Tuesday, May 16, 2017

I can't believe they just said that

Honestly?!  I bust my ass all day and all I get when I get home is, "Would you take out the trash?"  What the hell do I look like?

Well...  You look like part of a relationship, and without stopping to look at what they have done or may be doing, you have jumped to a poor conclusion.

Oh yeah?  Well, just what did they do all day? 

Why don't you ask them?  I mean after you take out the trash.  Yes, I said after. Look at it this way, if they have done a lot of stuff, you won't look like as much of an ass when you ask about it, if the trash is done.  If they haven't done anything, you have an example of something that makes you feel overburdened that you can both work on.  Either way, the trash is done, there is no point to fight or get angry on, and you have probably calmed down enough not to give a snap reply. 

This last point is important.  Snap replies are where people get hurt and men are extremely good at them because we don't tend to assign as much meaning to words as women do. 

An example:
You tell your child to clean their room; they reply with "I hate you!"  Well goody.  That's nice.  Clean your room.  You know that they are using the word hate without meaning the full impact of it.  What about "I loathe you!"  Hold on now little Timmy.  What happened that you would put such effort into that? 

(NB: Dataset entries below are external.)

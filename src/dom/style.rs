use web_sys::{CssStyleDeclaration, HtmlElement};

use crate::error::Result;
use crate::motion::easing::Easing;
use crate::motion::reveal::{Command, RevealSpec};
use crate::motion::visual::VisualState;

pub fn transition_css(duration: f64, delay: f64, easing: Easing) -> String {
    let timing = format!("{:.2}s {} {:.2}s", duration, easing.css(), delay);
    format!("transform {timing}, opacity {timing}")
}

fn write_state(style: &CssStyleDeclaration, state: &VisualState) -> Result<()> {
    if state.is_identity() {
        // Hand control back to the stylesheet so :hover transforms work
        style.remove_property("transform")?;
        style.remove_property("opacity")?;
    } else {
        style.set_property("transform", &state.transform_css())?;
        style.set_property("opacity", &state.opacity_css())?;
    }
    Ok(())
}

/// Jumps straight to `state` without any transition.
pub fn set_instantly(element: &HtmlElement, state: &VisualState) -> Result<()> {
    let style = element.style();
    style.set_property("transition", "none")?;
    write_state(&style, state)?;
    // Reading layout commits the jump before any following transition
    let _ = element.offset_height();
    Ok(())
}

pub fn transition_to(
    element: &HtmlElement,
    state: &VisualState,
    duration: f64,
    delay: f64,
    easing: Easing,
) -> Result<()> {
    let style = element.style();
    style.set_property("transition", &transition_css(duration, delay, easing))?;
    write_state(&style, state)
}

pub fn clear_transition(element: &HtmlElement) -> Result<()> {
    element.style().remove_property("transition")?;
    Ok(())
}

/// Starts `command` on every target, staggered in declared order.
/// Returns how long (seconds) until the last element settles.
pub fn run_command(targets: &[HtmlElement], spec: &RevealSpec, command: Command) -> Result<f64> {
    let state = spec.target(command);
    let delays = spec.delays(command, targets.len());
    let mut settled_after: f64 = 0.0;
    for (element, delay) in targets.iter().zip(delays) {
        transition_to(element, &state, spec.duration, delay, spec.easing)?;
        settled_after = settled_after.max(delay + spec.duration);
    }
    Ok(settled_after)
}

/// Puts every target in `state` with no animation. Used whenever the page
/// cannot or should not animate.
pub fn reveal_instantly(targets: &[HtmlElement], state: &VisualState) -> Result<()> {
    for element in targets {
        set_instantly(element, state)?;
        clear_transition(element)?;
    }
    Ok(())
}

#[cfg(test)]
mod tests {
    use super::*;

    #[test]
    fn transition_covers_transform_and_opacity() {
        assert_eq!(
            transition_css(0.8, 0.4, Easing::Linear),
            "transform 0.80s linear 0.40s, opacity 0.80s linear 0.40s"
        );
    }
}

Yes, I did compare men to children. To be fair, in some aspects, we are like children. We talk without thinking, we are quick to react, and we tend to get a bit upset when we lose.  Just remember that women tend to be better at it.  They can hold grudges better than any lifeform on earth.  This means that you will lose early and often. Whatever you do, make sure you are willing to risk the grudge before you earn it. 

Yes, there are going to be times when you need to stand and say something about whatever is going on. Yes, it will be hard.  Yes, you will agonize over the outcome (even if you somehow win).  Just make sure the cause is a good one and don't let it become a fight.

If you find yourself reaching that edge where you are angry and want to say something, step out of the room.  Talk it over with yourself. Better yet, roleplay both sides and see how that argument goes. Yell if you need to, just dont let them hear it.  Once you have found a way to argue it without yelling or taking cheap shots, decide if it is still worth it.

Only then should you attempt to talk it over with your significant other.  Remember, they are your partner, not your enemy.  It is possible that, just maybe, they aren't actually attacking you.